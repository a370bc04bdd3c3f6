use std::sync::atomic::{AtomicU64, Ordering};

use camino::{Utf8Path, Utf8PathBuf};
use eyre::WrapErr;
use tokio::io::AsyncWriteExt;
use tracing::Instrument;

use crate::driver::{Driver, Metadata, Reader, Writer};
use crate::error::{StorageError, StorageErrorKind};

/// Storage driver backed by a directory on the local filesystem.
///
/// Objects live at `<root>/<bucket>/<path>`.
#[derive(Debug)]
pub struct LocalDriver {
    root: Utf8PathBuf,
}

impl LocalDriver {
    /// Create a driver rooted at the given directory.
    pub fn new(root: impl Into<Utf8PathBuf>) -> Self {
        Self { root: root.into() }
    }

    fn path(&self, bucket: &str, remote: &Utf8Path) -> Result<Utf8PathBuf, StorageError> {
        if remote.is_absolute() || remote.as_str().split('/').any(|part| part == "..") {
            return Err(StorageError::builder(
                self.name(),
                StorageErrorKind::InvalidRequest,
                eyre::eyre!("path escapes bucket: {remote}"),
            )
            .bucket(bucket)
            .path(remote.as_str())
            .build());
        }
        Ok(self.root.join(bucket).join(remote))
    }

    async fn write_staged(
        &self,
        staging: &Utf8Path,
        local: &mut Reader<'_>,
    ) -> Result<(), StorageError> {
        let mut writer = tokio::io::BufWriter::new(
            tokio::fs::File::create(staging)
                .await
                .wrap_err("create staged file")
                .map_err(StorageError::with(self.name(), StorageErrorKind::Io))?,
        );

        tokio::io::copy(local, &mut writer)
            .await
            .wrap_err("copy into local file")
            .map_err(StorageError::with(self.name(), StorageErrorKind::Io))?;

        writer
            .shutdown()
            .await
            .wrap_err("shutdown writer")
            .map_err(StorageError::with(self.name(), StorageErrorKind::Io))?;
        Ok(())
    }

    fn io_error(&self, bucket: &str, remote: &Utf8Path, err: std::io::Error) -> StorageError {
        let kind = match err.kind() {
            std::io::ErrorKind::NotFound => StorageErrorKind::NotFound,
            std::io::ErrorKind::PermissionDenied => StorageErrorKind::PermissionDenied,
            _ => StorageErrorKind::Io,
        };
        StorageError::builder(self.name(), kind, err)
            .bucket(bucket)
            .path(remote.as_str())
            .build()
    }
}

#[async_trait::async_trait]
impl Driver for LocalDriver {
    fn name(&self) -> &'static str {
        "local"
    }

    async fn metadata(&self, bucket: &str, remote: &Utf8Path) -> Result<Metadata, StorageError> {
        let path = self.path(bucket, remote)?;
        let metadata = tokio::fs::metadata(&path)
            .await
            .map_err(|err| self.io_error(bucket, remote, err))?;
        if !metadata.is_file() {
            return Err(StorageError::not_found(
                self.name(),
                bucket,
                Some(remote.as_str()),
            ));
        }

        let created = metadata
            .created()
            .or_else(|_| metadata.modified())
            .map_err(|err| self.io_error(bucket, remote, err))?;

        Ok(Metadata {
            size: metadata.len(),
            created: created.into(),
        })
    }

    async fn delete(&self, bucket: &str, remote: &Utf8Path) -> Result<(), StorageError> {
        let path = self.path(bucket, remote)?;
        match tokio::fs::remove_file(&path).await {
            Ok(()) => Ok(()),
            Err(err) if err.kind() == std::io::ErrorKind::NotFound => Ok(()),
            Err(err) => Err(self.io_error(bucket, remote, err)),
        }
    }

    async fn upload(
        &self,
        bucket: &str,
        remote: &Utf8Path,
        local: &mut Reader<'_>,
    ) -> Result<(), StorageError> {
        let path = self.path(bucket, remote)?;

        if let Some(parent) = path.parent() {
            tokio::fs::create_dir_all(parent)
                .await
                .wrap_err("create parent directories")
                .map_err(StorageError::with(self.name(), StorageErrorKind::Io))?;
        }

        let staging = staging_path(&path);
        let written = match self.write_staged(&staging, local).await {
            Ok(()) => tokio::fs::rename(&staging, &path)
                .await
                .wrap_err("move staged file into place")
                .map_err(StorageError::with(self.name(), StorageErrorKind::Io)),
            Err(error) => Err(error),
        };

        if written.is_err() {
            if let Err(error) = tokio::fs::remove_file(&staging).await {
                tracing::debug!(%staging, %error, "could not remove staged file");
            }
        }
        written
    }

    async fn download(
        &self,
        bucket: &str,
        remote: &Utf8Path,
        local: &mut Writer<'_>,
    ) -> Result<(), StorageError> {
        let path = self.path(bucket, remote)?;

        let mut reader = tokio::io::BufReader::new(
            tokio::fs::File::open(&path)
                .await
                .map_err(|err| self.io_error(bucket, remote, err))?,
        );

        tokio::io::copy(&mut reader, local)
            .await
            .wrap_err("copy from local file")
            .map_err(StorageError::with(self.name(), StorageErrorKind::Io))?;

        local
            .flush()
            .await
            .wrap_err("flush writer")
            .map_err(StorageError::with(self.name(), StorageErrorKind::Io))?;

        Ok(())
    }

    async fn list(
        &self,
        bucket: &str,
        prefix: Option<&Utf8Path>,
    ) -> Result<Vec<String>, StorageError> {
        let base = self.root.join(bucket);
        let start = match prefix {
            Some(prefix) => self.path(bucket, prefix)?,
            None => base.clone(),
        };

        let items = tokio::task::spawn_blocking(move || collect_list(&base, &start))
            .in_current_span()
            .await
            .wrap_err("local driver: list task")
            .map_err(StorageError::with(self.name(), StorageErrorKind::Other))?
            .map_err(StorageError::with(self.name(), StorageErrorKind::Io))?;

        tracing::debug!("Found {} entries", items.len());
        Ok(items.into_iter().map(|p| p.to_string()).collect())
    }
}

const STAGING_SUFFIX: &str = ".partial";

static STAGING_COUNTER: AtomicU64 = AtomicU64::new(0);

/// A hidden sibling of `path` that uploads are written to before being
/// renamed into place, so readers never see a partial object.
fn staging_path(path: &Utf8Path) -> Utf8PathBuf {
    let n = STAGING_COUNTER.fetch_add(1, Ordering::Relaxed);
    let name = path.file_name().unwrap_or("object");
    path.with_file_name(format!(
        ".{name}.{}.{n}{STAGING_SUFFIX}",
        std::process::id()
    ))
}

/// Walk `start`, returning files relative to `base`. A missing start
/// directory lists as empty.
#[tracing::instrument]
fn collect_list(base: &Utf8Path, start: &Utf8Path) -> eyre::Result<Vec<Utf8PathBuf>> {
    let mut files = Vec::new();
    if start.is_dir() {
        visit(start, &mut files)?;
    }

    Ok(files
        .into_iter()
        .filter_map(|p| p.strip_prefix(base).ok().map(|p| p.to_owned()))
        .collect())
}

fn visit(path: &Utf8Path, files: &mut Vec<Utf8PathBuf>) -> eyre::Result<()> {
    for entry in path.read_dir_utf8()? {
        let entry = entry?;
        if entry.file_type()?.is_dir() {
            visit(entry.path(), files)?;
        } else if !entry.file_name().ends_with(STAGING_SUFFIX) {
            files.push(entry.path().to_owned())
        }
    }

    Ok(())
}
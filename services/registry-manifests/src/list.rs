//! Manifest list handling
//!
//! A list references platform manifests, which reference blobs. Publishing a
//! list only needs its direct references to exist; the blob set reachable
//! through them is aggregated afterwards for the list's metadata record.

use std::collections::BTreeSet;
use std::sync::Arc;

use futures::FutureExt as _;
use futures::future::BoxFuture;

use crate::digest::Digest;
use crate::error::RegistryResult;
use crate::repository::RepositoryCoordinate;
use crate::schema::ManifestList;
use crate::sync::Synchronizer;

/// Manifests already entered on the current traversal path.
///
/// Extending a `Visited` returns a new value and leaves the original alone,
/// so sibling branches of a traversal never see each other's entries.
#[derive(Debug, Clone, Default, PartialEq, Eq)]
pub struct Visited {
    digests: Arc<BTreeSet<Digest>>,
}

impl Visited {
    /// An empty set.
    pub fn new() -> Self {
        Self::default()
    }

    /// A copy of this set with `digest` added.
    pub fn with(&self, digest: &Digest) -> Self {
        let mut digests = BTreeSet::clone(&self.digests);
        digests.insert(digest.clone());
        Self {
            digests: Arc::new(digests),
        }
    }

    /// Whether `digest` was already entered.
    pub fn contains(&self, digest: &Digest) -> bool {
        self.digests.contains(digest)
    }

    /// Number of entered manifests.
    pub fn len(&self) -> usize {
        self.digests.len()
    }

    /// Whether nothing was entered yet.
    pub fn is_empty(&self) -> bool {
        self.digests.is_empty()
    }
}

/// Verifies manifest lists and aggregates the blobs they reach.
#[derive(Debug, Clone)]
pub struct ListProcessor {
    synchronizer: Synchronizer,
}

impl ListProcessor {
    /// Create a processor checking references through `synchronizer`.
    pub fn new(synchronizer: Synchronizer) -> Self {
        Self { synchronizer }
    }

    /// Check every platform entry of `list` is a stored manifest, then
    /// return the union of blobs the entries reference transitively.
    ///
    /// `list_digest` is the digest of the list being published; it seeds the
    /// traversal so a list can never count itself.
    #[tracing::instrument(skip(self, list), fields(%repository, %list_digest, entries = list.manifests.len()))]
    pub async fn process(
        &self,
        repository: &RepositoryCoordinate,
        list_digest: &Digest,
        list: &ManifestList,
    ) -> RegistryResult<BTreeSet<Digest>> {
        self.synchronizer
            .verify_manifests(repository, list.manifests.iter().map(|entry| &entry.digest))
            .await?;

        let visited = Visited::new().with(list_digest);
        let mut blobs = BTreeSet::new();
        for entry in &list.manifests {
            blobs.extend(
                self.aggregate(repository, entry.digest.clone(), visited.clone())
                    .await?,
            );
        }

        tracing::debug!(blobs = blobs.len(), "aggregated manifest list blobs");
        Ok(blobs)
    }

    /// Blobs reachable from the stored manifest `digest`.
    pub fn aggregate<'a>(
        &'a self,
        repository: &'a RepositoryCoordinate,
        digest: Digest,
        visited: Visited,
    ) -> BoxFuture<'a, RegistryResult<BTreeSet<Digest>>> {
        async move {
            if visited.contains(&digest) {
                tracing::trace!(%digest, "manifest already visited");
                return Ok(BTreeSet::new());
            }

            let record = self
                .synchronizer
                .storage()
                .record(repository, &digest)
                .await?;

            if !record.manifest_type.is_list() {
                return Ok(record.blobs.into_iter().collect());
            }

            let visited = visited.with(&digest);
            let mut blobs = BTreeSet::new();
            for entry in record.platforms {
                blobs.extend(
                    self.aggregate(repository, entry.digest, visited.clone())
                        .await?,
                );
            }
            Ok(blobs)
        }
        .boxed()
    }
}
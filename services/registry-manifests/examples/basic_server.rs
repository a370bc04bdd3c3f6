//! Basic registry server example
//!
//! Run with: cargo run -p registry-manifests --example basic_server

use registry_manifests::RegistryBuilder;
use storage::MemoryStorage;

#[tokio::main]
async fn main() -> Result<(), Box<dyn std::error::Error>> {
    tracing_subscriber::fmt::init();

    let storage = MemoryStorage::with_buckets(&["registry"]);

    let app = RegistryBuilder::new(storage.into())
        .bucket("registry")
        .sync_concurrency(4)
        .build();

    let addr = "127.0.0.1:5000";
    let listener = tokio::net::TcpListener::bind(addr).await?;

    tracing::info!("Registry listening on http://{}", addr);
    tracing::info!("Try: curl -i http://{}/v2/", addr);

    axum::serve(listener, app).await?;

    Ok(())
}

==============================

- What the exercise asks:
Examine the listing and say how many of its lines contain the string "stored". Give the number alone.

- Response:
2